While I had always thought that I would likely leave my full-time position as senior editor at Parenting.com some time shortly before this baby arrived, I didn’t think I would do so five months before my due date. While I loved my job, one of the things that drives me completely batty in this country is our incredibly crappy parental leave system. Yes, I would have had job security for 12 weeks—which means a lot in this economy, I know—but returning to that job would have meant leaving my 12-week-old at home and trying to juggle a full-time job, two additional kids at home who still need their mom, and pumping several times during the workday, all while running on virtually no sleep. I’m incredibly lucky that I wouldn’t have had to go back to work right away—we have the financial stability that allows me that flexibility—but few employers in the U.S. will hold a position open for longer than those 12 weeks, giving new moms few options in this arena. (I should add that this isn’t my first SAHM rodeo—I was at home for three years after having our first son and went back to work full-time when our second son was 13 months old.)

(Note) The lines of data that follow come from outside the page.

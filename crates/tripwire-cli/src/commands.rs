//! CLI command definitions using clap

use clap::{Args, Parser, Subcommand, ValueEnum};
use std::path::PathBuf;

/// Tripwire: end-to-end UI verification for the trip planner
#[derive(Parser, Debug)]
#[command(name = "tripwire")]
#[command(author, version, about, long_about = None)]
#[command(propagate_version = true)]
pub struct Cli {
    /// Verbosity level (-v, -vv)
    #[arg(short, long, action = clap::ArgAction::Count, global = true)]
    pub verbose: u8,

    /// Quiet mode (suppress non-error output)
    #[arg(short, long, global = true)]
    pub quiet: bool,

    /// Color output (auto, always, never)
    #[arg(long, default_value = "auto", global = true)]
    pub color: ColorArg,

    /// Subcommand to run
    #[command(subcommand)]
    pub command: Commands,
}

/// CLI subcommands
#[derive(Subcommand, Debug)]
pub enum Commands {
    /// Run verification scenarios against the running app
    Run(RunArgs),

    /// List available scenarios
    List,

    /// Print the effective configuration as YAML
    Config(ConfigArgs),
}

/// Settings shared by `run` and `config`
#[derive(Args, Debug, Clone, Default)]
#[allow(clippy::struct_excessive_bools)]
pub struct HarnessArgs {
    /// YAML configuration file
    #[arg(long, value_name = "FILE")]
    pub config: Option<PathBuf>,

    /// Base URL of the running app
    #[arg(long, env = "TRIPWIRE_BASE_URL")]
    pub base_url: Option<String>,

    /// Show the browser window
    #[arg(long)]
    pub headed: bool,

    /// Viewport size, e.g. 1280x720
    #[arg(long, value_name = "WxH", value_parser = parse_viewport)]
    pub viewport: Option<(u32, u32)>,

    /// Override the browser user agent
    #[arg(long)]
    pub user_agent: Option<String>,

    /// Chromium executable
    #[arg(long, env = "CHROMIUM_PATH", value_name = "PATH")]
    pub chromium: Option<String>,

    /// Disable the Chromium sandbox (containers)
    #[arg(long)]
    pub no_sandbox: bool,

    /// Screenshot output directory
    #[arg(long, value_name = "DIR")]
    pub artifacts: Option<PathBuf>,

    /// Probe and action timeout in milliseconds
    #[arg(long, value_name = "MS")]
    pub timeout: Option<u64>,

    /// Poll interval in milliseconds
    #[arg(long, value_name = "MS")]
    pub poll: Option<u64>,
}

/// Arguments for the run command
#[derive(Args, Debug)]
pub struct RunArgs {
    /// Scenarios to run, in order
    #[arg(value_name = "SCENARIO", conflicts_with = "all")]
    pub scenarios: Vec<String>,

    /// Run every scenario
    #[arg(long)]
    pub all: bool,

    /// Stop after the first failing scenario
    #[arg(long)]
    pub fail_fast: bool,

    /// Harness settings
    #[command(flatten)]
    pub harness: HarnessArgs,
}

/// Arguments for the config command
#[derive(Args, Debug)]
pub struct ConfigArgs {
    /// Harness settings
    #[command(flatten)]
    pub harness: HarnessArgs,
}

/// Color argument
#[derive(ValueEnum, Clone, Copy, Debug, Default, PartialEq, Eq)]
pub enum ColorArg {
    /// Auto-detect terminal support
    #[default]
    Auto,
    /// Always use colors
    Always,
    /// Never use colors
    Never,
}

/// Parse `WIDTHxHEIGHT`
pub fn parse_viewport(value: &str) -> Result<(u32, u32), String> {
    let (w, h) = value
        .split_once(['x', 'X'])
        .ok_or_else(|| format!("expected WIDTHxHEIGHT, got '{value}'"))?;
    let width: u32 = w.trim().parse().map_err(|_| format!("bad width '{w}'"))?;
    let height: u32 = h.trim().parse().map_err(|_| format!("bad height '{h}'"))?;
    if width == 0 || height == 0 {
        return Err("viewport must be non-empty".to_string());
    }
    Ok((width, height))
}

And given that I had already come to terms with being at home full-time again at some point in the near future, when my midwife discovered I have high blood pressure, the maternal fetal medicine specialist she sent me to told me that I was at high-risk for preeclampsia, and nothing I was doing was helping to bring my BP down, my husband and I had several long and difficult talks about what to do. While I don’t know for certain that leaving my job will help the situation, I know that avoiding two stressful subway commutes a day and relieving myself of a lot of job-related stress surely can’t hurt (although listening to two kids whine and scream at each other this morning hasn’t really helped either). Ultimately, it just came down to the fact that if I didn’t do everything I could to try to make this pregnancy a healthier one for the baby and me, I wouldn’t forgive myself if something happened. I’d like to avoid preeclampsia, bed rest, going into labor prematurely, having a stroke… all of the things that have been looming over me for the past several weeks.
My kids are delighted to have me back at home, as is my husband. I’m still figuring out exactly how I feel about all of it—I miss my colleagues, I miss some parts of the work, I miss people not whining at me for large portions of the day—but I think that making this sacrifice for this baby felt necessary for me. And I know it’s just the first of many, as parenthood seems to be largely about making sacrifices—or at least compromises.
All that being said, I’ve got to figure out what to do with my kids (ages 3 and 5) for the next month, lest I find myself pacing in front of my old office building, fighting the urge to beg for my job back. Tell me what I should put on our summer bucket list!